В сопроводительной записке он написал: «Мой дядя, Иван Иванович Стеблин-Каменский, после окончания в 1914 году Морского кадетского корпуса служил на Черноморском флоте, участвовал в морских боях с турецкими кораблями у Босфора, награждён орденом св. Анны с надписью „За храбрость“. Потом служил штурманским офицером на эскадренных миноносцах „Счастливый“ и „Поспешный“, награждён орденами и Георгиевским оружием, произведен в капитаны. В 1920 году вместе с Российским флотом эвакуировался из Крыма в Бизерту, по увольнении жил во Франции, работал таксистом, редактировал ежемесячный русский военный журнал „Армия и Флот“, издававшийся в Париже. Во время Второй мировой войны — военный переводчик германского вермахта, в 1943–1944 гг. состоял при штабе 206-ой дивизии на Восточном фронте. В 1944 г. дядя застрелился. Его дочь, Татьяна Ивановна, проживающая в Париже, сохранила его дневники военного времени, которые передала мне для подготовки их к публикации.
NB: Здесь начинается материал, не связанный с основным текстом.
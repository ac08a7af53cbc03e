//! Demangle command implementation.
//!
//! The demangle command:
//! 1. Scans the trace for function symbols
//! 2. Classifies and decodes them into a symbol table
//! 3. Rewrites the trace with readable names
//! 4. Optionally dumps the symbol table as JSON

use super::models::{DemangleArgs, RunSummary};
use super::utils::print_summary;
use crate::demangle::SymbolTable;
use crate::output::{write_demangled_trace, write_symbol_table};
use crate::parser::read_function_symbols;
use anyhow::{Context, Result};
use log::{debug, info};
use std::time::Instant;

/// Execute the demangle command
///
/// **Public** - main entry point called from main.rs
///
/// # Errors
/// * Input trace cannot be read
/// * Output files cannot be written
///
/// # Example
/// ```ignore
/// let args = DemangleArgs {
///     input: PathBuf::from("callgrind.out.1234"),
///     output: PathBuf::from("callgrind.out.1234.demangled"),
///     ..Default::default()
/// };
///
/// validate_args(&args)?;
/// execute_demangle(args)?;
/// ```
pub fn execute_demangle(args: DemangleArgs) -> Result<RunSummary> {
    let start_time = Instant::now();

    info!("Demangling trace: {}", args.input.display());

    // Step 1: Scan function symbols
    info!("Step 1/3: Scanning function symbols...");
    let raw_symbols = read_function_symbols(&args.input)
        .with_context(|| format!("Failed to scan trace {}", args.input.display()))?;

    // Step 2: Build symbol table
    info!("Step 2/3: Decoding {} symbols...", raw_symbols.len());
    let (table, table_stats) = SymbolTable::build(&raw_symbols);

    debug!(
        "Symbol table: {} decoded, {} not mangled, {} unparseable",
        table_stats.decoded, table_stats.not_mangled, table_stats.undecodable
    );

    // Step 3: Rewrite trace
    info!("Step 3/3: Rewriting trace...");
    let rewrite_stats = write_demangled_trace(&args.input, &args.output, &table)
        .context("Failed to write demangled trace")?;

    info!("✓ Demangled trace written to: {}", args.output.display());

    if let Some(symbols_path) = &args.symbols {
        write_symbol_table(&table, symbols_path).context("Failed to write symbol table")?;
        info!("✓ Symbol table written to: {}", symbols_path.display());
    }

    let summary = RunSummary {
        table: table_stats,
        rewrite: rewrite_stats,
    };

    if args.print_summary {
        print_summary(&args, &summary);
    }

    let elapsed = start_time.elapsed();
    info!("Demangle completed in {:.2}s", elapsed.as_secs_f64());

    Ok(summary)
}

/// Validate demangle arguments
///
/// **Public** - called before execute_demangle so a missing input stops the
/// run before any output is created
pub fn validate_args(args: &DemangleArgs) -> Result<()> {
    if !args.input.exists() {
        println!("Can't open file: {}", args.input.display());
        anyhow::bail!("Can't open file: {}", args.input.display());
    }

    if !args.input.is_file() {
        anyhow::bail!("Input is not a file: {}", args.input.display());
    }

    if args.output.as_os_str().is_empty() {
        anyhow::bail!("Output path cannot be empty");
    }

    // rewriting in place would truncate the input before it is read
    if is_same_file(&args.input, &args.output) {
        anyhow::bail!("Output must differ from input: {}", args.output.display());
    }

    if let Some(symbols) = &args.symbols {
        if is_same_file(symbols, &args.output) || is_same_file(symbols, &args.input) {
            anyhow::bail!("Symbol table path must differ from input and output");
        }
    }

    Ok(())
}

fn is_same_file(a: &std::path::Path, b: &std::path::Path) -> bool {
    match (a.canonicalize(), b.canonicalize()) {
        (Ok(a), Ok(b)) => a == b,
        _ => a == b,
    }
}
Дневники эти представляют несомненный интерес и как исторический, и как психологический документ».
Записки армейского переводчика, или результат одиночества
До Витебска ехали более суток. Очень сильный мороз. Погрузились на сани. Город разрушен… Дом хуже сарая. Одна комната, солома, но очень тепло. Всё время нам выдают хлеб, масло, колбасу, консервы. На остановках — суп, кофе, чай. Чем живёт местное население — неизвестно. Но люди здоровые, краснощекие, крупные, как раньше. Красноармейцы же — покойники, их нечем кормить, живут под открытым небом, умирают тысячами, едят друг друга (как говорят). Все, кто их видел, говорят — нельзя выдержать, можно сойти с ума.
В церкви была служба, почти только бабы, много молодых, детей стариков. Все истово молятся, становятся на колени. Поёт женский хор, хорошие голоса, неплохие напевы, как в Сергиевском подворье [в Париже].
Мужского населения почти нет, кроме стариков. Церковь такая же запущенная, но сохранились хорошие образа, полотенца с вышивками. Молебен Георгию Победоносцу, потом панихида. Священник изможденный, но служит, как в Париже. Нищие старушки — извиняюсь, что ничего кроме денег дать не могу. Одеты тепло, но встречаются и совсем иссушенные лица.
Выйдя из церкви, раскланялись на кладбище. А ведь и вся Россия — кладбище. Сколько умерло — одному Богу известно. Не плакал со смерти отца в 1919-м году…
Никуда не выходил. Простужен немного, да и страшит контакт с населением, с его нуждой. Жду, когда жизнь сама смолкнет. Боюсь, что очень, очень долго буду оторван от семьи и от Елены. Не говорю уже про комфорт, но надо готовиться к тяжелой, одинокой жизни, видеть ужасные сцены страданий, насилий и все это одному, не имея возможности отвести душу и с радостью увидеть около себя заботу и любовь Лели. Будет очень тяжело, но это мой долг перед Россией. Вертеть машины на фабрике, и стоять ночью мне было невмоготу, а вернуться в Париж и зажить прежней жизнью — уже невозможно. Вернуться обратно нельзя и негоже, а надежда, что сможет сюда приехать, теперь, когда посмотрел, что здесь осталось и какова здесь жизнь, — канула в лету. Одна надежда на Бога и на чудо. Если бы стала организовываться местная, гражданская власть, и мы были призваны в ней участвовать, то тогда еще, может быть, как-нибудь можно было выписать Лелю. Но когда? Впереди еще очень, очень темно и черно. За семью не беспокоюсь материально, только отчасти дети беспокоят, но знаю, что Леле одной еще труднее, чем мне…
…Последние дни — метель, поистине «занесло тебя снегом Россия…». Условия войны здесь очень тяжелые: казенный паек невелик, и единственное удовольствие солдата — съесть что-нибудь лишнее и натопить печь докрасна хоть бревнами соседнего дома. Наряду с сердечностью встречается и жестокость, берут последнюю корову, картофель или даже вещи — тулупы и валенки. А как будет жить население — все равно, отношение как к мухам, помрут, так и должно быть. Это не сознательное презрение, его отнюдь нет, и сердце у немцев скорее хорошее, часть они трогательны, но, несомненно, есть два взгляда, один на своих, другой на русское население. Отчасти это не только понято, но и справедливо: ведь большевики обращались с населением гораздо хуже. Ужасная вещь война со всеми последствиями и разрушениями, которые она несет.